Developing An Assessment of Community Equity Literacy

An Exploratory Study of Aspiring School Principals

ABSTRACT: Principals play a critical role in school-community engagement, yet there are a dearth of instruments to measure principals’ knowledge and practice in this area. This study therefore describes the research base of community equity literacy and explains why it is essential to the work of school principals and their leadership teams. It also examines the results of a pilot survey of an experienced group of aspiring school principals as a way to further develop an instrument to assess educational leaders’ community equity literacy. This article concludes with implications for leader preparation and future research.

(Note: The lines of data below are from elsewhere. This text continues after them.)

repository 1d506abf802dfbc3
use std::collections::BTreeMap;

use eframe::egui::Color32;
use palette::{Hsl, IntoColor, Srgb};

// ---------------------------------------------------------------------------
// Color palette generator
// ---------------------------------------------------------------------------

/// Generates `n` visually distinct colours using evenly spaced hues.
pub fn generate_palette(n: usize) -> Vec<Color32> {
    (0..n)
        .map(|i| {
            let hue = (i as f32 / n as f32) * 360.0 + 210.0;
            let rgb: Srgb = Hsl::new(hue, 0.65, 0.5).into_color();
            Color32::from_rgb(
                (rgb.red * 255.0) as u8,
                (rgb.green * 255.0) as u8,
                (rgb.blue * 255.0) as u8,
            )
        })
        .collect()
}

// ---------------------------------------------------------------------------
// Color mapping: series / category label → Color32
// ---------------------------------------------------------------------------

/// Maps the labels of a chart (series names or bar categories) to colours.
#[derive(Debug, Clone)]
pub struct ColorMap {
    mapping: BTreeMap<String, Color32>,
    default_color: Color32,
}

impl ColorMap {
    /// Assign colours in label order; repeated labels share one colour.
    pub fn new(labels: &[String]) -> Self {
        let mut unique: Vec<&String> = Vec::new();
        for label in labels {
            if !unique.contains(&label) {
                unique.push(label);
            }
        }
        let palette = generate_palette(unique.len());
        let mapping = unique
            .into_iter()
            .cloned()
            .zip(palette)
            .collect();

        ColorMap {
            mapping,
            default_color: Color32::LIGHT_BLUE,
        }
    }

    pub fn color_for(&self, label: &str) -> Color32 {
        self.mapping
            .get(label)
            .copied()
            .unwrap_or(self.default_color)
    }
}
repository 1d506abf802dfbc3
pub mod panels;
pub mod plot;
pub mod table;
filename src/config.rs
//! Dashboard settings, read from an optional JSON file.

use std::path::{Path, PathBuf};

use serde::{Deserialize, Serialize};

use crate::error::ConfigError;

/// Inclusive year window.
#[derive(Debug, Clone, Copy, PartialEq, Serialize, Deserialize)]
pub struct YearSpan {
    pub from: f64,
    pub to: f64,
}

/// Bounds and default for the top-N slider.
#[derive(Debug, Clone, Copy, PartialEq, Eq, Serialize, Deserialize)]
pub struct TopN {
    pub min: usize,
    pub max: usize,
    pub default: usize,
}

impl TopN {
    pub fn clamp(&self, n: usize) -> usize {
        n.max(self.min).min(self.max)
    }
}

/// Where the dashboards read their data from and how they slice it.
///
/// Every field has a default; a settings file only needs the keys it changes.
#[derive(Debug, Clone, PartialEq, Serialize, Deserialize)]
#[serde(default, deny_unknown_fields)]
pub struct Settings {
    /// Base directory for relative source paths.
    pub data_dir: PathBuf,
    pub health_source: PathBuf,
    pub drinking_source: PathBuf,
    pub casualties_source: PathBuf,
    pub drinking_years: YearSpan,
    pub top_n: TopN,
}

impl Default for Settings {
    fn default() -> Self {
        Self {
            data_dir: PathBuf::from("."),
            health_source: PathBuf::from("health_indicators_isr_cleaned.csv"),
            drinking_source: PathBuf::from("alcohol_heavy_drinking_israel.csv"),
            casualties_source: PathBuf::from("total_casualties_by_municipality.xlsx"),
            drinking_years: YearSpan {
                from: 2015.0,
                to: 2025.0,
            },
            top_n: TopN {
                min: 5,
                max: 20,
                default: 10,
            },
        }
    }
}

impl Settings {
    /// Read and validate a JSON settings file.
    pub fn from_file(path: &Path) -> Result<Self, ConfigError> {
        let text = std::fs::read_to_string(path).map_err(|source| ConfigError::Io {
            path: path.to_path_buf(),
            source,
        })?;
        let settings: Settings =
            serde_json::from_str(&text).map_err(|source| ConfigError::Parse {
                path: path.to_path_buf(),
                source,
            })?;
        settings.validate()?;
        log::debug!("Read settings from {}", path.display());
        Ok(settings)
    }

    pub fn validate(&self) -> Result<(), ConfigError> {
        let invalid = |message: String| Err(ConfigError::Invalid { message });

        if self.drinking_years.from > self.drinking_years.to {
            return invalid(format!(
                "drinking_years.from ({}) is after drinking_years.to ({})",
                self.drinking_years.from, self.drinking_years.to
            ));
        }
        let TopN { min, max, default } = self.top_n;
        if min == 0 || min > max {
            return invalid(format!("top_n range {min}..={max} is empty or starts at 0"));
        }
        if !(min..=max).contains(&default) {
            return invalid(format!("top_n.default {default} is outside {min}..={max}"));
        }
        Ok(())
    }

    /// Resolve a source path against `data_dir` unless it is absolute.
    pub fn resolve(&self, source: &Path) -> PathBuf {
        if source.is_absolute() {
            source.to_path_buf()
        } else {
            self.data_dir.join(source)
        }
    }
}

#[cfg(test)]
mod tests {
    use std::io::Write;

    use pretty_assertions::assert_eq;

    use super::*;

    #[test]
    fn defaults_are_valid() {
        Settings::default().validate().unwrap();
    }

    #[test]
    fn partial_file_keeps_other_defaults() {
        let mut file = tempfile::NamedTempFile::new().unwrap();
        write!(
            file,
            r#"{{ "data_dir": "/srv/data", "top_n": {{ "min": 3, "max": 8, "default": 5 }} }}"#
        )
        .unwrap();

        let settings = Settings::from_file(file.path()).unwrap();
        assert_eq!(settings.data_dir, PathBuf::from("/srv/data"));
        assert_eq!(settings.top_n.max, 8);
        assert_eq!(settings.drinking_years, Settings::default().drinking_years);
        assert_eq!(
            settings.resolve(&settings.health_source),
            PathBuf::from("/srv/data/health_indicators_isr_cleaned.csv")
        );
    }

    #[test]
    fn unknown_keys_are_rejected() {
        let mut file = tempfile::NamedTempFile::new().unwrap();
        write!(file, r#"{{ "langauge": "he" }}"#).unwrap();
        assert!(matches!(
            Settings::from_file(file.path()),
            Err(ConfigError::Parse { .. })
        ));
    }

    #[test]
    fn inverted_ranges_are_invalid() {
        let mut settings = Settings::default();
        settings.drinking_years = YearSpan { from: 2025.0, to: 2015.0 };
        assert!(matches!(settings.validate(), Err(ConfigError::Invalid { .. })));

        let mut settings = Settings::default();
        settings.top_n.default = 50;
        assert!(matches!(settings.validate(), Err(ConfigError::Invalid { .. })));
    }

    #[test]
    fn clamp_top_n() {
        let top = Settings::default().top_n;
        assert_eq!(top.clamp(1), 5);
        assert_eq!(top.clamp(12), 12);
        assert_eq!(top.clamp(99), 20);
    }

    #[test]
    fn clamp_with_inverted_bounds_does_not_panic() {
        let top = TopN {
            min: 10,
            max: 5,
            default: 7,
        };
        assert_eq!(top.clamp(3), 5);
        assert_eq!(top.clamp(12), 5);
    }
}
use eframe::egui::Ui;
use egui_plot::{Bar, BarChart, Legend, Line, Plot, PlotPoints, Points};
use health_dashboards::dashboard::{ChartKind, Panel};

use crate::color::ColorMap;
use crate::state::AppState;

// ---------------------------------------------------------------------------
// Chart (central panel)
// ---------------------------------------------------------------------------

/// Render the active dashboard's chart in the central panel.
pub fn chart(ui: &mut Ui, state: &AppState) {
    let (Some(panel), Some(colors)) = (&state.panel, &state.color_map) else {
        ui.centered_and_justified(|ui: &mut Ui| {
            ui.heading("No data to show  (File → Open… to pick a source)");
        });
        return;
    };

    ui.heading(&panel.chart.title);

    match panel.chart.kind {
        ChartKind::Line => line_chart(ui, panel, colors),
        ChartKind::Bar => bar_chart(ui, panel, colors),
    }
}

fn line_chart(ui: &mut Ui, panel: &Panel, colors: &ColorMap) {
    let spec = &panel.chart;
    let series = spec.line_series(&panel.table);

    Plot::new("line_chart")
        .legend(Legend::default())
        .x_axis_label(spec.x.header())
        .y_axis_label(spec.y.header())
        .height(ui.available_height() * 0.6)
        .show(ui, |plot_ui| {
            for s in &series {
                let color = colors.color_for(&s.name);
                let points: PlotPoints = s.points.iter().copied().collect();
                plot_ui.line(Line::new(points).name(&s.name).color(color).width(1.5));

                if spec.markers {
                    let markers: PlotPoints = s.points.iter().copied().collect();
                    plot_ui.points(Points::new(markers).name(&s.name).color(color).radius(3.0));
                }
            }
        });
}

fn bar_chart(ui: &mut Ui, panel: &Panel, colors: &ColorMap) {
    let spec = &panel.chart;
    let bars = spec.bars(&panel.table);

    Plot::new("bar_chart")
        .legend(Legend::default())
        .x_axis_label(spec.x.header())
        .y_axis_label(spec.y.header())
        .height(ui.available_height() * 0.6)
        .show_x(false)
        .show(ui, |plot_ui| {
            // One chart per category so each gets its own legend entry.
            for (i, bar) in bars.iter().enumerate() {
                let color = colors.color_for(&bar.label);
                let chart = BarChart::new(vec![Bar::new(i as f64, bar.value)
                    .name(&bar.label)
                    .fill(color)])
                .name(&bar.label)
                .color(color);
                plot_ui.bar_chart(chart);
            }
        });
}
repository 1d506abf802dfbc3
use std::fs::File;
use std::path::{Path, PathBuf};
use std::sync::Arc;

use anyhow::{Context, Result};
use arrow::array::{Float64Array, StringArray};
use arrow::datatypes::{DataType, Field, Schema};
use arrow::record_batch::RecordBatch;
use arrow::util::pretty::pretty_format_batches;
use clap::Parser;
use parquet::arrow::ArrowWriter;
use rust_xlsxwriter::Workbook;

/// Write sample input files for every dashboard.
#[derive(Debug, Parser)]
#[command(name = "generate-sample")]
struct Args {
    /// Output directory (created if missing).
    #[arg(short, long, default_value = "sample_data")]
    out: PathBuf,

    /// Seed for the value noise.
    #[arg(long, default_value_t = 42)]
    seed: u64,
}

/// Minimal deterministic PRNG (xoshiro256**)
struct SimpleRng {
    state: [u64; 4],
}

impl SimpleRng {
    fn new(seed: u64) -> Self {
        let mut s = [0u64; 4];
        let mut x = seed;
        for slot in &mut s {
            x = x.wrapping_mul(6364136223846793005).wrapping_add(1);
            *slot = x;
        }
        SimpleRng { state: s }
    }

    fn next_u64(&mut self) -> u64 {
        let result = (self.state[1].wrapping_mul(5)).rotate_left(7).wrapping_mul(9);
        let t = self.state[1] << 17;
        self.state[2] ^= self.state[0];
        self.state[3] ^= self.state[1];
        self.state[1] ^= self.state[2];
        self.state[0] ^= self.state[3];
        self.state[2] ^= t;
        self.state[3] = self.state[3].rotate_left(45);
        result
    }

    fn next_f64(&mut self) -> f64 {
        (self.next_u64() >> 11) as f64 / (1u64 << 53) as f64
    }

    /// Uniform noise in `[-amplitude, amplitude)`, rounded to one decimal.
    fn jitter(&mut self, amplitude: f64) -> f64 {
        ((self.next_f64() * 2.0 - 1.0) * amplitude * 10.0).round() / 10.0
    }
}

struct HealthRow {
    indicator: &'static str,
    year: f64,
    sex: Option<&'static str>,
    value: f64,
}

fn health_rows(rng: &mut SimpleRng) -> Vec<HealthRow> {
    // (indicator, 2010 baseline, yearly trend, split by sex)
    let indicators = [
        ("Life expectancy at birth (years)", 81.5, 0.15, true),
        ("Prevalence of obesity among adults (%)", 24.0, 0.2, true),
        ("Infant mortality rate (per 1,000 live births)", 3.7, -0.08, false),
        ("Current tobacco use (%)", 24.5, -0.3, true),
    ];

    let mut rows = Vec::new();
    for (indicator, base, trend, by_sex) in indicators {
        for year in 2010..=2022 {
            let level = base + trend * f64::from(year - 2010);
            let sexes: &[Option<&'static str>] = if by_sex {
                &[Some("Male"), Some("Female")]
            } else {
                &[None]
            };
            for &sex in sexes {
                let offset = match sex {
                    Some("Female") => base * 0.03,
                    Some(_) => -base * 0.03,
                    None => 0.0,
                };
                rows.push(HealthRow {
                    indicator,
                    year: f64::from(year),
                    sex,
                    value: level + offset + rng.jitter(base * 0.01),
                });
            }
        }
    }
    rows
}

fn write_health_csv(path: &Path, rows: &[HealthRow]) -> Result<()> {
    let mut writer = csv::Writer::from_path(path)?;
    writer.write_record(["Indicator_Code", "Indicator_Name", "Year", "Sex", "Value"])?;
    for (i, row) in rows.iter().enumerate() {
        writer.write_record([
            format!("ISR{:03}", i % 97),
            row.indicator.to_string(),
            row.year.to_string(),
            row.sex.unwrap_or_default().to_string(),
            format!("{:.1}", row.value),
        ])?;
    }
    writer.flush()?;
    Ok(())
}

fn write_health_parquet(path: &Path, rows: &[HealthRow]) -> Result<RecordBatch> {
    let schema = Arc::new(Schema::new(vec![
        Field::new("Indicator_Name", DataType::Utf8, false),
        Field::new("Year", DataType::Float64, false),
        Field::new("Sex", DataType::Utf8, true),
        Field::new("Value", DataType::Float64, false),
    ]));

    let batch = RecordBatch::try_new(
        schema.clone(),
        vec![
            Arc::new(StringArray::from_iter_values(rows.iter().map(|r| r.indicator))),
            Arc::new(Float64Array::from_iter_values(rows.iter().map(|r| r.year))),
            Arc::new(StringArray::from(rows.iter().map(|r| r.sex).collect::<Vec<_>>())),
            Arc::new(Float64Array::from_iter_values(rows.iter().map(|r| r.value))),
        ],
    )
    .context("building health record batch")?;

    let file = File::create(path).with_context(|| format!("creating {}", path.display()))?;
    let mut writer = ArrowWriter::try_new(file, schema, None)?;
    writer.write(&batch)?;
    writer.close()?;
    Ok(batch)
}

fn write_drinking_csv(path: &Path, rng: &mut SimpleRng) -> Result<usize> {
    let mut writer = csv::Writer::from_path(path)?;
    writer.write_record(["Country", "Year", "Sex", "Value"])?;
    let mut rows = 0;
    // Years outside 2015–2025 are written on purpose; the dashboard drops them.
    for year in 2010..=2024 {
        for (sex, base) in [("Male", 31.0), ("Female", 7.5), ("Both sexes", 19.0)] {
            let value = base - 0.2 * f64::from(year - 2010) + rng.jitter(1.0);
            writer.write_record([
                "Israel".to_string(),
                year.to_string(),
                sex.to_string(),
                format!("{value:.1}"),
            ])?;
            rows += 1;
        }
    }
    writer.flush()?;
    Ok(rows)
}

fn write_casualties_xlsx(path: &Path, rng: &mut SimpleRng) -> Result<usize> {
    let municipalities = [
        "Ashkelon", "Sderot", "Ofakim", "Netivot", "Beersheba", "Tel Aviv - Yafo",
        "Jerusalem", "Kiryat Shmona", "Nahariya", "Metula", "Shlomi", "Safed",
        "Haifa", "Ashdod", "Eshkol", "Sha'ar HaNegev", "Sdot Negev", "Hof Ashkelon",
        "Yavne", "Rishon LeZion", "Holon", "Bat Yam",
    ];
    let headers = [
        "Municipality",
        "Total Casualties",
        "Total Deaths",
        "Currently Hospitalized",
    ];

    let mut workbook = Workbook::new();
    let sheet = workbook.add_worksheet();
    for (col, header) in (0u16..).zip(headers) {
        sheet.write_string(0, col, header)?;
    }
    for (row, (i, name)) in (1u32..).zip(municipalities.iter().enumerate()) {
        let casualties = (rng.next_f64() * 900.0).round() + 10.0;
        let deaths = (casualties * rng.next_f64() * 0.1).round();
        sheet.write_string(row, 0, *name)?;
        sheet.write_number(row, 1, casualties)?;
        sheet.write_number(row, 2, deaths)?;
        // Every fifth row carries a text placeholder instead of a count.
        if i % 5 == 4 {
            sheet.write_string(row, 3, "-")?;
        } else {
            let hospitalized = ((casualties - deaths) * rng.next_f64() * 0.05).round();
            sheet.write_number(row, 3, hospitalized)?;
        }
    }
    workbook.save(path)?;
    Ok(municipalities.len())
}

fn main() -> Result<()> {
    env_logger::init();
    let args = Args::parse();
    let mut rng = SimpleRng::new(args.seed);

    std::fs::create_dir_all(&args.out)
        .with_context(|| format!("creating {}", args.out.display()))?;

    let health = health_rows(&mut rng);
    let health_csv = args.out.join("health_indicators_isr_cleaned.csv");
    write_health_csv(&health_csv, &health)
        .with_context(|| format!("writing {}", health_csv.display()))?;
    println!("Wrote {} rows to {}", health.len(), health_csv.display());

    let health_parquet = args.out.join("health_indicators_isr_cleaned.parquet");
    let batch = write_health_parquet(&health_parquet, &health)
        .with_context(|| format!("writing {}", health_parquet.display()))?;
    println!("Wrote {} rows to {}", batch.num_rows(), health_parquet.display());
    println!("{}", pretty_format_batches(&[batch.slice(0, batch.num_rows().min(4))])?);

    let drinking_csv = args.out.join("alcohol_heavy_drinking_israel.csv");
    let n = write_drinking_csv(&drinking_csv, &mut rng)
        .with_context(|| format!("writing {}", drinking_csv.display()))?;
    println!("Wrote {n} rows to {}", drinking_csv.display());

    let casualties_xlsx = args.out.join("total_casualties_by_municipality.xlsx");
    let n = write_casualties_xlsx(&casualties_xlsx, &mut rng)
        .with_context(|| format!("writing {}", casualties_xlsx.display()))?;
    println!("Wrote {n} rows to {}", casualties_xlsx.display());

    Ok(())
}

KEY WORDS: Community Equity Literacy, Assessment, School-Community Relatio ns, School Leadership, Community-Based Equity Audit

Schools and communities are inextricably linked and offer an important relationship that can equitably strengthen academic and neighborhood-community conditions. Thus, the research on schools and communities, especially those located in urban neighborhoods of color, has garnered renewed attention from policymakers and scholars in recent years. In 2010, the U.S. Department of Education (USDOE) launched the Promise Neighborhoods Initiative (PNI) to improve student outcomes in underserved urban and rural neighborhoods and to foster stronger partnerships between schools and local communities (Horsford & Sampson, 2014; Miller, Wills, & Scanlan, 2013). Between 2010 and 2012, the USDOE allocated $70 million to support the PNI. This policy effort is significant because it connects out-of-school inequities (e.g., community-based poverty) with those inequities that manifest inside of schools, as it is the “first federal initiative to put education at the center of comprehensive efforts to fight poverty in urban and rural areas” (US Department of Education, 2010, para. 1; see also Green & Gooden, 2014; Berliner, 2006; Miller, Brown, & Hopson, 2011; Milner, 2013; Milner, Murray, Farinde, & Delale-O’Connor, 2015; Noguera & Wells, 2011). Additionally, due to the new, yet shifting policy milieu in which school leaders find themselves and the evolving demands of the principalship, in 2015 scholars and practitioners put forth new national standards to guide educational leaders’ practices in ways that will be most productive and beneficial to all students (National Policy Board for Educational Administration, 2015).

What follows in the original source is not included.